On the whole, you're quite right--but surely you'd make an exception for Leo
G. Carroll (*his* persona, as the most prevalent of Hitchcock supporting actors
as well as his tv roles in TOPPER and THE MAN FROM U.N.C.L.E. could be
interesting in itself).
 
An example of this "acculturation of voice" can be heard in the original
A STAR IS BORN as Esther Blodgett of North Dakota is transformed into
glamorous Vickie Lester: Just listen to the change in her vocal pitch, timbre
and inflection from the early scenes to the end. The vocal coach's advice:
"The nose is for smelling roses, not for talking" was apparently heeded.
 
Films from A STAR IS BORN to SINGIN' IN THE RAIN make a point of the "cultured"

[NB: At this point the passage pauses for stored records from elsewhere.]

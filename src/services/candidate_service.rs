use std::sync::Arc;

use chrono::{DateTime, Utc};
use sqlx::{PgPool, Postgres, Transaction};
use uuid::Uuid;

use crate::dto::candidate_dto::CreateCandidatePayload;
use crate::error::{Error, Result};
use crate::models::candidate::{Candidate, CandidateStatus};
use crate::models::email::CandidateEmail;
use crate::models::history::CandidateInterviewHistory;
use crate::workflow::transitions::TransitionTable;

/// Persistence boundary for candidates and the rows they own. All active-row
/// reads filter soft-deleted records; history rows are exempt from deletion.
#[derive(Clone)]
pub struct CandidateService {
    pool: PgPool,
    transitions: Arc<TransitionTable>,
}

impl CandidateService {
    pub fn new(pool: PgPool, transitions: Arc<TransitionTable>) -> Self {
        Self { pool, transitions }
    }

    pub async fn create(
        &self,
        payload: CreateCandidatePayload,
        actor: Option<Uuid>,
    ) -> Result<Candidate> {
        let candidate = sqlx::query_as::<_, Candidate>(
            r#"
            INSERT INTO candidates
                (name, email, phone, birthday, cv_file_id, avatar_id,
                 gender, level, resource, applied_position, note,
                 created_by, updated_by)
            VALUES ($1, $2, $3, $4, $5, $6, $7, $8, $9, $10, $11, $12, $12)
            RETURNING *
            "#,
        )
        .bind(payload.name)
        .bind(payload.email)
        .bind(payload.phone)
        .bind(payload.birthday)
        .bind(payload.cv_file_id)
        .bind(payload.avatar_id)
        .bind(payload.gender)
        .bind(payload.level)
        .bind(payload.resource)
        .bind(payload.applied_position)
        .bind(payload.note)
        .bind(actor)
        .fetch_one(&self.pool)
        .await?;
        Ok(candidate)
    }

    pub async fn get(&self, id: Uuid) -> Result<Option<Candidate>> {
        let candidate = sqlx::query_as::<_, Candidate>(
            r#"SELECT * FROM candidates WHERE id = $1 AND deleted_at IS NULL"#,
        )
        .bind(id)
        .fetch_optional(&self.pool)
        .await?;
        Ok(candidate)
    }

    pub async fn list(&self) -> Result<Vec<Candidate>> {
        let candidates = sqlx::query_as::<_, Candidate>(
            r#"SELECT * FROM candidates WHERE deleted_at IS NULL ORDER BY created_at DESC"#,
        )
        .fetch_all(&self.pool)
        .await?;
        Ok(candidates)
    }

    /// Direct status update. The transition is checked against the adjacency
    /// table; the new status and its history row commit together.
    pub async fn update_status(
        &self,
        id: Uuid,
        next: CandidateStatus,
        note: Option<String>,
        actor: Option<Uuid>,
    ) -> Result<Candidate> {
        let candidate = self
            .get(id)
            .await?
            .ok_or_else(|| Error::NotFound("Candidate not found".to_string()))?;

        if !self.transitions.is_allowed(candidate.status, next) {
            return Err(Error::StateConflict(format!(
                "Transition {} -> {} is not allowed",
                candidate.status.as_str(),
                next.as_str()
            )));
        }

        let mut tx = self.pool.begin().await?;
        let updated = self.set_status(&mut tx, id, next, actor).await?;
        self.insert_history(&mut tx, id, next, note, actor).await?;
        tx.commit().await?;

        tracing::info!(
            "Candidate {} moved {} -> {}",
            id,
            candidate.status.as_str(),
            next.as_str()
        );
        Ok(updated)
    }

    /// Soft-deletes the candidate together with its interviews and emails in
    /// one transaction. History rows are left untouched: the audit trail
    /// outlives the candidate.
    pub async fn soft_delete(&self, id: Uuid, actor: Option<Uuid>) -> Result<()> {
        let mut tx = self.pool.begin().await?;

        let result = sqlx::query(
            r#"UPDATE candidates
               SET deleted_at = NOW(), deleted_by = $1, updated_at = NOW()
               WHERE id = $2 AND deleted_at IS NULL"#,
        )
        .bind(actor)
        .bind(id)
        .execute(&mut *tx)
        .await?;
        if result.rows_affected() == 0 {
            return Err(Error::NotFound("Candidate not found".to_string()));
        }

        sqlx::query(
            r#"UPDATE candidate_interviews
               SET deleted_at = NOW(), deleted_by = $1, updated_at = NOW()
               WHERE candidate_id = $2 AND deleted_at IS NULL"#,
        )
        .bind(actor)
        .bind(id)
        .execute(&mut *tx)
        .await?;

        sqlx::query(
            r#"UPDATE candidate_emails
               SET deleted_at = NOW(), deleted_by = $1, updated_at = NOW()
               WHERE candidate_id = $2 AND deleted_at IS NULL"#,
        )
        .bind(actor)
        .bind(id)
        .execute(&mut *tx)
        .await?;

        tx.commit().await?;
        Ok(())
    }

    pub async fn history(&self, candidate_id: Uuid) -> Result<Vec<CandidateInterviewHistory>> {
        let rows = sqlx::query_as::<_, CandidateInterviewHistory>(
            r#"SELECT * FROM candidate_interview_histories
               WHERE candidate_id = $1
               ORDER BY created_at DESC"#,
        )
        .bind(candidate_id)
        .fetch_all(&self.pool)
        .await?;
        Ok(rows)
    }

    pub async fn emails(&self, candidate_id: Uuid) -> Result<Vec<CandidateEmail>> {
        let rows = sqlx::query_as::<_, CandidateEmail>(
            r#"SELECT * FROM candidate_emails
               WHERE candidate_id = $1 AND deleted_at IS NULL
               ORDER BY date_time DESC"#,
        )
        .bind(candidate_id)
        .fetch_all(&self.pool)
        .await?;
        Ok(rows)
    }

    // Transaction-scoped writers shared with the dispatch coordinator.

    pub async fn set_status(
        &self,
        tx: &mut Transaction<'_, Postgres>,
        id: Uuid,
        status: CandidateStatus,
        actor: Option<Uuid>,
    ) -> Result<Candidate> {
        let candidate = sqlx::query_as::<_, Candidate>(
            r#"UPDATE candidates
               SET status = $1, updated_by = $2, updated_at = NOW()
               WHERE id = $3 AND deleted_at IS NULL
               RETURNING *"#,
        )
        .bind(status)
        .bind(actor)
        .bind(id)
        .fetch_one(&mut **tx)
        .await?;
        Ok(candidate)
    }

    pub async fn insert_history(
        &self,
        tx: &mut Transaction<'_, Postgres>,
        candidate_id: Uuid,
        status: CandidateStatus,
        note: Option<String>,
        actor: Option<Uuid>,
    ) -> Result<CandidateInterviewHistory> {
        let row = sqlx::query_as::<_, CandidateInterviewHistory>(
            r#"INSERT INTO candidate_interview_histories (candidate_id, status, note, created_by)
               VALUES ($1, $2, $3, $4)
               RETURNING *"#,
        )
        .bind(candidate_id)
        .bind(status)
        .bind(note)
        .bind(actor)
        .fetch_one(&mut **tx)
        .await?;
        Ok(row)
    }

    pub async fn insert_email(
        &self,
        tx: &mut Transaction<'_, Postgres>,
        candidate_id: Uuid,
        template: &str,
        date_time: DateTime<Utc>,
        note: Option<String>,
        actor: Option<Uuid>,
    ) -> Result<CandidateEmail> {
        let row = sqlx::query_as::<_, CandidateEmail>(
            r#"INSERT INTO candidate_emails (candidate_id, template, date_time, note, created_by, updated_by)
               VALUES ($1, $2, $3, $4, $5, $5)
               RETURNING *"#,
        )
        .bind(candidate_id)
        .bind(template)
        .bind(date_time)
        .bind(note)
        .bind(actor)
        .fetch_one(&mut **tx)
        .await?;
        Ok(row)
    }
}
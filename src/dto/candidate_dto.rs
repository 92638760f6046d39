use chrono::{DateTime, NaiveDate, Utc};
use serde::Deserialize;
use serde_json::Value as JsonValue;
use uuid::Uuid;
use validator::Validate;

use crate::models::candidate::CandidateStatus;
use crate::workflow::templates::EmailTemplateKind;

#[derive(Debug, Clone, Deserialize, Validate)]
pub struct CreateCandidatePayload {
    #[validate(length(min = 1))]
    pub name: String,
    #[validate(email)]
    pub email: String,
    pub phone: Option<String>,
    pub birthday: Option<NaiveDate>,
    pub cv_file_id: Option<Uuid>,
    pub avatar_id: Option<Uuid>,
    pub gender: Option<String>,
    pub level: Option<String>,
    pub resource: Option<String>,
    pub applied_position: Option<String>,
    pub note: Option<String>,
}

#[derive(Debug, Clone, Deserialize)]
pub struct UpdateStatusPayload {
    pub status: CandidateStatus,
    pub note: Option<String>,
}

/// Request body for `POST /candidates/:id/dispatch`. `interview_at` is
/// required for interview invitations; `data` carries template-specific
/// structured values (offer dates and the like) passed through to the
/// delivery collaborator untouched.
#[derive(Debug, Clone, Deserialize)]
pub struct DispatchPayload {
    pub template: EmailTemplateKind,
    pub interview_at: Option<DateTime<Utc>>,
    pub note: Option<String>,
    pub data: Option<JsonValue>,
    pub attachment_id: Option<Uuid>,
}
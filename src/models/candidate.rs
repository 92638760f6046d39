use chrono::{DateTime, NaiveDate, Utc};
use serde::{Deserialize, Serialize};
use sqlx::FromRow;
use uuid::Uuid;

/// Recruiting pipeline stage. Transitions between stages are governed by
/// the adjacency table in `workflow::transitions`; this type only names the
/// members and their wire/database spelling.
#[derive(Debug, Clone, Copy, PartialEq, Eq, Hash, Serialize, Deserialize, sqlx::Type)]
#[sqlx(type_name = "candidate_status", rename_all = "snake_case")]
#[serde(rename_all = "snake_case")]
pub enum CandidateStatus {
    CvReviewing,
    CvApproved,
    CvRejected,
    WaitingReplyFirstInterview,
    FirstInterview,
    WaitingReplySecondInterview,
    SecondInterview,
    InterviewFail,
    Offering,
    Onboard,
    NotOnboard,
    CandidateReject,
}

impl CandidateStatus {
    pub const ALL: [CandidateStatus; 12] = [
        CandidateStatus::CvReviewing,
        CandidateStatus::CvApproved,
        CandidateStatus::CvRejected,
        CandidateStatus::WaitingReplyFirstInterview,
        CandidateStatus::FirstInterview,
        CandidateStatus::WaitingReplySecondInterview,
        CandidateStatus::SecondInterview,
        CandidateStatus::InterviewFail,
        CandidateStatus::Offering,
        CandidateStatus::Onboard,
        CandidateStatus::NotOnboard,
        CandidateStatus::CandidateReject,
    ];

    pub fn as_str(&self) -> &'static str {
        match self {
            CandidateStatus::CvReviewing => "cv_reviewing",
            CandidateStatus::CvApproved => "cv_approved",
            CandidateStatus::CvRejected => "cv_rejected",
            CandidateStatus::WaitingReplyFirstInterview => "waiting_reply_first_interview",
            CandidateStatus::FirstInterview => "first_interview",
            CandidateStatus::WaitingReplySecondInterview => "waiting_reply_second_interview",
            CandidateStatus::SecondInterview => "second_interview",
            CandidateStatus::InterviewFail => "interview_fail",
            CandidateStatus::Offering => "offering",
            CandidateStatus::Onboard => "onboard",
            CandidateStatus::NotOnboard => "not_onboard",
            CandidateStatus::CandidateReject => "candidate_reject",
        }
    }
}

#[derive(Debug, Clone, Serialize, Deserialize, FromRow)]
pub struct Candidate {
    pub id: Uuid,
    pub name: String,
    pub email: String,
    pub phone: Option<String>,
    pub birthday: Option<NaiveDate>,
    pub cv_file_id: Option<Uuid>,
    pub avatar_id: Option<Uuid>,
    pub status: CandidateStatus,
    pub gender: Option<String>,
    pub level: Option<String>,
    pub resource: Option<String>,
    pub applied_position: Option<String>,
    pub note: Option<String>,
    pub created_by: Option<Uuid>,
    pub updated_by: Option<Uuid>,
    pub deleted_by: Option<Uuid>,
    pub created_at: DateTime<Utc>,
    pub updated_at: DateTime<Utc>,
    pub deleted_at: Option<DateTime<Utc>>,
}

#[cfg(test)]
mod tests {
    use super::*;

    #[test]
    fn as_str_matches_wire_spelling() {
        for status in CandidateStatus::ALL {
            let wire = serde_json::to_value(status).unwrap();
            assert_eq!(wire, serde_json::json!(status.as_str()));
        }
    }

    #[test]
    fn all_lists_every_member_once() {
        let mut seen = std::collections::HashSet::new();
        for status in CandidateStatus::ALL {
            assert!(seen.insert(status), "{:?} listed twice", status);
        }
        assert_eq!(seen.len(), 12);
    }
}
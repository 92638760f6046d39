use axum::{http::StatusCode, response::IntoResponse, Json};
use serde_json::json;

#[axum::debug_handler]
pub async fn health() -> impl IntoResponse {
    let body = json!({
        "status": "ok",
        "service": "hr-workflow-backend",
    });
    (StatusCode::OK, Json(body))
}
use chrono::{DateTime, Utc};
use serde::{Deserialize, Serialize};
use sqlx::FromRow;
use uuid::Uuid;

/// Interviews per candidate are capped at two rounds.
pub const MAX_INTERVIEW_ORDER: i32 = 2;

#[derive(Debug, Clone, Copy, PartialEq, Eq, Serialize, Deserialize, sqlx::Type)]
#[sqlx(type_name = "interview_progress", rename_all = "snake_case")]
#[serde(rename_all = "snake_case")]
pub enum InterviewProgress {
    Waiting,
    Done,
    Cancel,
}

#[derive(Debug, Clone, Serialize, Deserialize, FromRow)]
pub struct CandidateInterview {
    pub id: Uuid,
    pub candidate_id: Uuid,
    #[sqlx(rename = "interview_order")]
    #[serde(rename = "order")]
    pub order: i32,
    pub progress: InterviewProgress,
    pub interview_at: DateTime<Utc>,
    pub note: Option<String>,
    pub created_by: Option<Uuid>,
    pub updated_by: Option<Uuid>,
    pub deleted_by: Option<Uuid>,
    pub created_at: DateTime<Utc>,
    pub updated_at: DateTime<Utc>,
    pub deleted_at: Option<DateTime<Utc>>,
}
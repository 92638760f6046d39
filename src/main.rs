use axum::{
    extract::DefaultBodyLimit,
    routing::{get, patch, post},
    Router,
};
use hr_workflow_backend::{
    config::{get_config, init_config},
    database::pool::create_pool,
    routes, AppState,
};
use std::net::SocketAddr;
use std::time::Duration;
use tokio::net::TcpListener;
use tower_http::{cors::CorsLayer, trace::TraceLayer};
use tracing::info;

#[tokio::main]
async fn main() -> anyhow::Result<()> {
    tracing_subscriber::fmt::init();
    init_config()?;
    let config = get_config();

    let pool = create_pool().await?;
    sqlx::migrate!("./migrations").run(&pool).await?;

    let app_state = AppState::new(pool);

    {
        let state = app_state.clone();
        let interval = Duration::from_secs(config.sweep_interval_secs);
        tokio::spawn(async move {
            loop {
                match state.sweep_service.run_once().await {
                    Ok(swept) => {
                        tracing::debug!("Interview sweep finished, {} row(s) updated", swept);
                    }
                    Err(e) => {
                        tracing::error!(error = ?e, "Interview sweep failed");
                    }
                }
                tokio::time::sleep(interval).await;
            }
        });
    }

    let base_routes = Router::new().route("/health", get(routes::health::health));

    let integration_api = Router::new()
        .route(
            "/api/integration/candidates",
            get(routes::candidate_routes::list_candidates)
                .post(routes::candidate_routes::create_candidate),
        )
        .route(
            "/api/integration/candidates/:id",
            get(routes::candidate_routes::get_candidate)
                .delete(routes::candidate_routes::delete_candidate),
        )
        .route(
            "/api/integration/candidates/:id/status",
            post(routes::candidate_routes::update_candidate_status),
        )
        .route(
            "/api/integration/candidates/:id/dispatch",
            post(routes::candidate_routes::dispatch_communication),
        )
        .route(
            "/api/integration/candidates/:id/history",
            get(routes::candidate_routes::get_candidate_history),
        )
        .route(
            "/api/integration/candidates/:id/emails",
            get(routes::candidate_routes::get_candidate_emails),
        )
        .route(
            "/api/integration/candidates/:id/interviews",
            get(routes::candidate_routes::get_candidate_interviews),
        )
        .route(
            "/api/integration/interviews/:id",
            patch(routes::interview_routes::update_interview),
        )
        .route(
            "/api/integration/dictionaries/candidate-statuses",
            get(routes::candidate_routes::list_candidate_statuses),
        )
        .layer(axum::middleware::from_fn_with_state(
            hr_workflow_backend::middleware::rate_limit::new_rps_state(config.integration_rps),
            hr_workflow_backend::middleware::rate_limit::rps_middleware,
        ));

    let app = base_routes
        .merge(integration_api)
        .with_state(app_state)
        .layer(CorsLayer::permissive())
        .layer(TraceLayer::new_for_http())
        .layer(DefaultBodyLimit::max(2 * 1024 * 1024));

    let addr: SocketAddr = config.server_address.parse()?;
    info!("Server listening on {}", addr);
    let listener = TcpListener::bind(addr).await?;
    axum::serve(listener, app).await?;

    Ok(())
}
pub mod candidate_routes;
pub mod health;
pub mod interview_routes;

and "educated" backgrounds that were (apparently?) expected of actors at one
time--although an exotic background could do as well (Libby in A STAR IS BORN:
"You're sure there's no Russian in your family? Too bad!"). But the shift to
a plain-spoken stye noted above must have had something to do with the genre
and marketing of the film, among other things. That might be worthy of a study
in itself.
 
On the other hand, the desire for a "genuine" speech can sometimes lead to
absurdities like Al Pacino in REVOLUTION--Did anyone in 1776 talk like *that*?